Extracted information -
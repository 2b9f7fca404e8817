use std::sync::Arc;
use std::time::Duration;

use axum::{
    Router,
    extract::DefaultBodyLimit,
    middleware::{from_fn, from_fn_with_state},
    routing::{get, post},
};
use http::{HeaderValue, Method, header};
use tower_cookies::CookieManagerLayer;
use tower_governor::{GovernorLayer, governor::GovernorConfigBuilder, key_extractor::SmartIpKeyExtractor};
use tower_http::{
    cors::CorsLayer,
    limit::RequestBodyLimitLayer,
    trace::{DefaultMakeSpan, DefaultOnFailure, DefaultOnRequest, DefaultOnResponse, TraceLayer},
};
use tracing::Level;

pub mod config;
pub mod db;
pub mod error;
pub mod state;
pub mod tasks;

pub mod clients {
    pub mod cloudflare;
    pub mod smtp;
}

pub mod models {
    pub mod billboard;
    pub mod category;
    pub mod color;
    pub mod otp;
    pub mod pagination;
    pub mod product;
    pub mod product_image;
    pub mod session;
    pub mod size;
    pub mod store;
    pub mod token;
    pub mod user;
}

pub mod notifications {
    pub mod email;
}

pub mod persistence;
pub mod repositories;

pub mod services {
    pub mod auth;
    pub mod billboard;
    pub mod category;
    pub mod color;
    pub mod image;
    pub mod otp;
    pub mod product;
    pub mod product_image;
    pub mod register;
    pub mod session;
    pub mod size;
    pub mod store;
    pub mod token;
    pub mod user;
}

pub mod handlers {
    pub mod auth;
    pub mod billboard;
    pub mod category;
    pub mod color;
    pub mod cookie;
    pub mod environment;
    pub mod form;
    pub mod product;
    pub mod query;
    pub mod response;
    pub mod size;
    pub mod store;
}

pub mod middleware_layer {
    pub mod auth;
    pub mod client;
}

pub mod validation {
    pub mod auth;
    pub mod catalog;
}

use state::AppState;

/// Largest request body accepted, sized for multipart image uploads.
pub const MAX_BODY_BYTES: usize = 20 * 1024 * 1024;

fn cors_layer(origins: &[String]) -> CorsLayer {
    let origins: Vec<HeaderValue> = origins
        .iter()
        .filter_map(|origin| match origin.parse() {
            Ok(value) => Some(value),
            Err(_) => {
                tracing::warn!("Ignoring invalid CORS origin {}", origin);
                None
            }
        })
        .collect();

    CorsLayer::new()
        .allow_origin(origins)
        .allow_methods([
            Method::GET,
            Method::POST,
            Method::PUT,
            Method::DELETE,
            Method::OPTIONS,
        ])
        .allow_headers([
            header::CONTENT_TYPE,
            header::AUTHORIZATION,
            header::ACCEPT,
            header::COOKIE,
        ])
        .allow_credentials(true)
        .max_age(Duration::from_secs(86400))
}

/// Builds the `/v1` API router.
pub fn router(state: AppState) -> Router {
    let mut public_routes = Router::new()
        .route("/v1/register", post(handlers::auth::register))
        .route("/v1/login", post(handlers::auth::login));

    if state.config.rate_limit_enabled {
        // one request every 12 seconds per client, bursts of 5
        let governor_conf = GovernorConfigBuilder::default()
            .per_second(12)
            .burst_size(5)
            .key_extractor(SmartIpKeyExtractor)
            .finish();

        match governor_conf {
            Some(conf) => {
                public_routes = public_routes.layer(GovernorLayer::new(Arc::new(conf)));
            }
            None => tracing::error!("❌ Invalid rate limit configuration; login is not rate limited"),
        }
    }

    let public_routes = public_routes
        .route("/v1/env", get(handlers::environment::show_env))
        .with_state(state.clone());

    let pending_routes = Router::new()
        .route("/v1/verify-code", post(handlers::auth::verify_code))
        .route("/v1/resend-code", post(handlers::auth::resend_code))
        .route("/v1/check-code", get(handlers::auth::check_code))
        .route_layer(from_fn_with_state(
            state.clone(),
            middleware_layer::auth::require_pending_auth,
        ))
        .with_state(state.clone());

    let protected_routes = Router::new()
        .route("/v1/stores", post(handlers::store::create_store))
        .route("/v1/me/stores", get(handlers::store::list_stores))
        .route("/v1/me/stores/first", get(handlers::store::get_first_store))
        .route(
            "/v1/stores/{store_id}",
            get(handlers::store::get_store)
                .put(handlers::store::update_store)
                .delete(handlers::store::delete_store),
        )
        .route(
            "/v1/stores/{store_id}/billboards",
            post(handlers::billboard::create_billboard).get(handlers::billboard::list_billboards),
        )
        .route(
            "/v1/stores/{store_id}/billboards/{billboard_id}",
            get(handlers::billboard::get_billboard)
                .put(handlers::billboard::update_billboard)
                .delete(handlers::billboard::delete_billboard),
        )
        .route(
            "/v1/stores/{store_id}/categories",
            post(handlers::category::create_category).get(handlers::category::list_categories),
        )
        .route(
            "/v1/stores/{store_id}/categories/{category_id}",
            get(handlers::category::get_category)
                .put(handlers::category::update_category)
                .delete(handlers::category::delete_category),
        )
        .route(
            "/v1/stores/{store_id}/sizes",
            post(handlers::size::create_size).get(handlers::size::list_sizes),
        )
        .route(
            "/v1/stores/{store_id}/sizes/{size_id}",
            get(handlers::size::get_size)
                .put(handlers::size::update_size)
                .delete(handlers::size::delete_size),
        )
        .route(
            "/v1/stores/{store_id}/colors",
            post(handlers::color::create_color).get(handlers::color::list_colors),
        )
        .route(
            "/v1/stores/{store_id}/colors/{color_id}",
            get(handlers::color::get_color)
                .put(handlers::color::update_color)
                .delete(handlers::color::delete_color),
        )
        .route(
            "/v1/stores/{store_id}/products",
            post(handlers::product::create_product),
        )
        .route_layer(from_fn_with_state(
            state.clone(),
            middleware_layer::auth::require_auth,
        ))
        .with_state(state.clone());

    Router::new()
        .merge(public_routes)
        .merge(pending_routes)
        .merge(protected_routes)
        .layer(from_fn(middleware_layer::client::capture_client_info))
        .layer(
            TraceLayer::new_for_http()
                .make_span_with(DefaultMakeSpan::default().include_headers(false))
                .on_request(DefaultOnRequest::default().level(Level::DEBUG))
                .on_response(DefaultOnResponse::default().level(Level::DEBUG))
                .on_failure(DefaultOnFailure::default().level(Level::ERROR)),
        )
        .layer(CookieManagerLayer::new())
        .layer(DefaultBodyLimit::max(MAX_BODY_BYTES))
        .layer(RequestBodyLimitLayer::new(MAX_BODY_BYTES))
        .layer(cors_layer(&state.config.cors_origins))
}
...
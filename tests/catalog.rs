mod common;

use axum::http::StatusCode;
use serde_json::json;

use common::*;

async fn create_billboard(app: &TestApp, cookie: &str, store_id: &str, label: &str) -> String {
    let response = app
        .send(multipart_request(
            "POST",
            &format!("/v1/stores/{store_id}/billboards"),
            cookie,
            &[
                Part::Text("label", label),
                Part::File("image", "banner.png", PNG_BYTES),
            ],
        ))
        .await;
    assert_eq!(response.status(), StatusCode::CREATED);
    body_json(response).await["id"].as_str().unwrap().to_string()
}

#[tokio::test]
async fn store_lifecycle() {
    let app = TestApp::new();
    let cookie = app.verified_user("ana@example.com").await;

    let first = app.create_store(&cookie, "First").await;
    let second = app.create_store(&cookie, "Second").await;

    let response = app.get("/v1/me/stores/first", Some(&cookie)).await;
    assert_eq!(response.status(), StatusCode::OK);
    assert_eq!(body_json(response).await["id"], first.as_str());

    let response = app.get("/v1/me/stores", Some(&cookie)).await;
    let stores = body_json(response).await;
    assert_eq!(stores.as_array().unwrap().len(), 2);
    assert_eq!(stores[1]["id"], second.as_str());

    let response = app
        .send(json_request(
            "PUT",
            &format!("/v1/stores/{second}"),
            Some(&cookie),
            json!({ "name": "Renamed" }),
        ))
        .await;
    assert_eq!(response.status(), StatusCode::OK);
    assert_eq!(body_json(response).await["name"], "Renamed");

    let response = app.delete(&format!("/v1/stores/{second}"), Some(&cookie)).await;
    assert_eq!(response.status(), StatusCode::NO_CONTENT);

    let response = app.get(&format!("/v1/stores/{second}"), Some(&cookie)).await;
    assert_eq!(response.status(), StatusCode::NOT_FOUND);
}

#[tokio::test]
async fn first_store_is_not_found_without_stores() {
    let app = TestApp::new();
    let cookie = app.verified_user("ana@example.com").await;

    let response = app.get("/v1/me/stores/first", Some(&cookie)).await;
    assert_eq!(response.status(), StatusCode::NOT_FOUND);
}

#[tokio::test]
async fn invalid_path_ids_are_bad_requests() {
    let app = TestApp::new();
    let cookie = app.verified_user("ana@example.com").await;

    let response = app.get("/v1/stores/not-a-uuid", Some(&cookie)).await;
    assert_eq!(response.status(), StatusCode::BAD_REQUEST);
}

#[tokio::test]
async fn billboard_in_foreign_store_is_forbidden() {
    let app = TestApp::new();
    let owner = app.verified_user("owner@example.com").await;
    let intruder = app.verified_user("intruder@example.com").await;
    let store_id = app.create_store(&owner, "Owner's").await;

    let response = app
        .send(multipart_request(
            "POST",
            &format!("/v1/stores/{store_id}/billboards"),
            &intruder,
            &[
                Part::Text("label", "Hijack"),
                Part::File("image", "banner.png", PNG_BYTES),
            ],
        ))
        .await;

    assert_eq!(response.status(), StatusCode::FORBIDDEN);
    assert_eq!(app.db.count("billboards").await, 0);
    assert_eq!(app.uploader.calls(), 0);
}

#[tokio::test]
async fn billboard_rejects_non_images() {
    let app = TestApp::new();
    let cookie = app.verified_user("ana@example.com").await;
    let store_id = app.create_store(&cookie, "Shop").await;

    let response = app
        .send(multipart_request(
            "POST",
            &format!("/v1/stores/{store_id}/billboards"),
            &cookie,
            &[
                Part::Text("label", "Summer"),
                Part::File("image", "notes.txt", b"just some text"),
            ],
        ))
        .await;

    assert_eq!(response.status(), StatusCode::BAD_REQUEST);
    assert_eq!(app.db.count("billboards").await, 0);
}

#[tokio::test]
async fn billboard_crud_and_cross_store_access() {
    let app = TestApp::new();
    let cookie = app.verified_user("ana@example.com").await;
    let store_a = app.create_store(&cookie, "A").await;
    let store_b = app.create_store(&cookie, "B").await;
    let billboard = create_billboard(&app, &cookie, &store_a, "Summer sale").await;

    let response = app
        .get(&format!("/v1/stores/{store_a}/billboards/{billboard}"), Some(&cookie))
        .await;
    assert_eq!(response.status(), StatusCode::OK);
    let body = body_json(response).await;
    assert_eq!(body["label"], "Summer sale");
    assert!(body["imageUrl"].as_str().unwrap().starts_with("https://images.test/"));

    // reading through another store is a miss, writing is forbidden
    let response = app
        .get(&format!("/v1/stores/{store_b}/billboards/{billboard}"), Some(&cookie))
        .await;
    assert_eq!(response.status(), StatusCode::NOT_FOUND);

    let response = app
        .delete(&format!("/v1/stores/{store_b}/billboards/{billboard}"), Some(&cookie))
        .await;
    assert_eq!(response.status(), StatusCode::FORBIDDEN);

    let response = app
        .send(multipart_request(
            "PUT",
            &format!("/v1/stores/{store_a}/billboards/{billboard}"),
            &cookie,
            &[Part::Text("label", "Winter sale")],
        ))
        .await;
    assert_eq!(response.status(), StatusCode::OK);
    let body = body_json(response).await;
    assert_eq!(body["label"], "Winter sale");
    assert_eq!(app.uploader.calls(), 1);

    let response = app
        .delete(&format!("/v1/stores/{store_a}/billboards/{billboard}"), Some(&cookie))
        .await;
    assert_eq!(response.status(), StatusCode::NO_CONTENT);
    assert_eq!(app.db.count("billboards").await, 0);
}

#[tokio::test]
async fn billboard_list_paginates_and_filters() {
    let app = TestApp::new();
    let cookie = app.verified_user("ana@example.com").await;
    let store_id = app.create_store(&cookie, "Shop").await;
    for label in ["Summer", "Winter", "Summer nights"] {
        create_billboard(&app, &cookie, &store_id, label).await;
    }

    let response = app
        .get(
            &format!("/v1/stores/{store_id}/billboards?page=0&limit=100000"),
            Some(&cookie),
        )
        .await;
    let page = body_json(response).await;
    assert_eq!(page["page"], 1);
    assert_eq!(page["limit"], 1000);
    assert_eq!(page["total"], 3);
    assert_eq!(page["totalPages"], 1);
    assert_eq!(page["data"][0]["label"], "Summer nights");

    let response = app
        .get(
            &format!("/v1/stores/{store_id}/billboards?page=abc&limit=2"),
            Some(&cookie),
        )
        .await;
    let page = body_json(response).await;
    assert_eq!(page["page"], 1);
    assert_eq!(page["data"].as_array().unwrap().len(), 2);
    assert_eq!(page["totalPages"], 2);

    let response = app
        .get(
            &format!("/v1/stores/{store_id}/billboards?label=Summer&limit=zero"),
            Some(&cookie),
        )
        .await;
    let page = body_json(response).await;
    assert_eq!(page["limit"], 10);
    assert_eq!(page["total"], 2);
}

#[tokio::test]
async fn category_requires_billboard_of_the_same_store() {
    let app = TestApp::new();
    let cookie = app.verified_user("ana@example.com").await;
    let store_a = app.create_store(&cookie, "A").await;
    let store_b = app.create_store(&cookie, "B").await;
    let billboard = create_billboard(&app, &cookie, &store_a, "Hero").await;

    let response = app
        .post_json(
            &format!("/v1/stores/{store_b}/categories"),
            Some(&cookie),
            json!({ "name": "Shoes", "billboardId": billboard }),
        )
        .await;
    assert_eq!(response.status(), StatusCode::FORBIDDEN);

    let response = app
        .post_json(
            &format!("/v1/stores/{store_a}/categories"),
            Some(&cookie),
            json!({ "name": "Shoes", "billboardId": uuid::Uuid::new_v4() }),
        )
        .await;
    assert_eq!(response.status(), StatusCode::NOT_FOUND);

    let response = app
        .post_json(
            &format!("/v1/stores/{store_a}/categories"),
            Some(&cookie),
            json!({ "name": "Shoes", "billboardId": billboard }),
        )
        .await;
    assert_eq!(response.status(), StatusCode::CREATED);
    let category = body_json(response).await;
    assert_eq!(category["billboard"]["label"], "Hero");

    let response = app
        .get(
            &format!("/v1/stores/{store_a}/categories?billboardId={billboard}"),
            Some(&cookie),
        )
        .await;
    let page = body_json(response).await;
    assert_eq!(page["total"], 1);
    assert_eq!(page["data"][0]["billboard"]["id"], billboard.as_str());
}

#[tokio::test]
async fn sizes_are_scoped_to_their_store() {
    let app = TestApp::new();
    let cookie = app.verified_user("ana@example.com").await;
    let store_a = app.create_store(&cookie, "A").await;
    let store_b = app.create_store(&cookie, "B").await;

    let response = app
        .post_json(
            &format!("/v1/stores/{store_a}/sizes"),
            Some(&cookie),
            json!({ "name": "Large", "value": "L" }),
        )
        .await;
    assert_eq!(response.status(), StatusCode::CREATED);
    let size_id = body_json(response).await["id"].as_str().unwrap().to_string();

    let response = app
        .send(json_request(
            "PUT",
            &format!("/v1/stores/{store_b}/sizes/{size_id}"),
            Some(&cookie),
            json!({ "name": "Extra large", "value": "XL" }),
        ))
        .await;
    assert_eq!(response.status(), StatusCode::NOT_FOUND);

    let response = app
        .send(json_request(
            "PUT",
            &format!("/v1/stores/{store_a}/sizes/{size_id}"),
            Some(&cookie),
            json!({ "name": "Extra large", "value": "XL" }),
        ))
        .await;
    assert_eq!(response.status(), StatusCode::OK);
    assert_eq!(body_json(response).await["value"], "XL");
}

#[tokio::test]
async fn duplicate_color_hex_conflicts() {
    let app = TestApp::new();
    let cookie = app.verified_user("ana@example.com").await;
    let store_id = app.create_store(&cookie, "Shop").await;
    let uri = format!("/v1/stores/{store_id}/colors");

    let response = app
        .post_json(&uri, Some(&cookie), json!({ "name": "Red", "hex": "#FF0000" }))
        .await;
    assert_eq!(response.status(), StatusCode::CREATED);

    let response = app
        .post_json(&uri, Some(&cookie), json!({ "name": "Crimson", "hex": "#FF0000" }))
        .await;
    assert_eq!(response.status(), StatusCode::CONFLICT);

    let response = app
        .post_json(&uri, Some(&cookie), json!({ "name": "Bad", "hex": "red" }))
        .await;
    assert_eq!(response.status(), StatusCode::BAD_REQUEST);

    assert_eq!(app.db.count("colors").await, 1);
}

Activity - Pick each line holding the word "login" out of the listing.

Response area -
        .route("/v1/login", post(handlers::auth::login));
            None => tracing::error!("❌ Invalid rate limit configuration; login is not rate limited"),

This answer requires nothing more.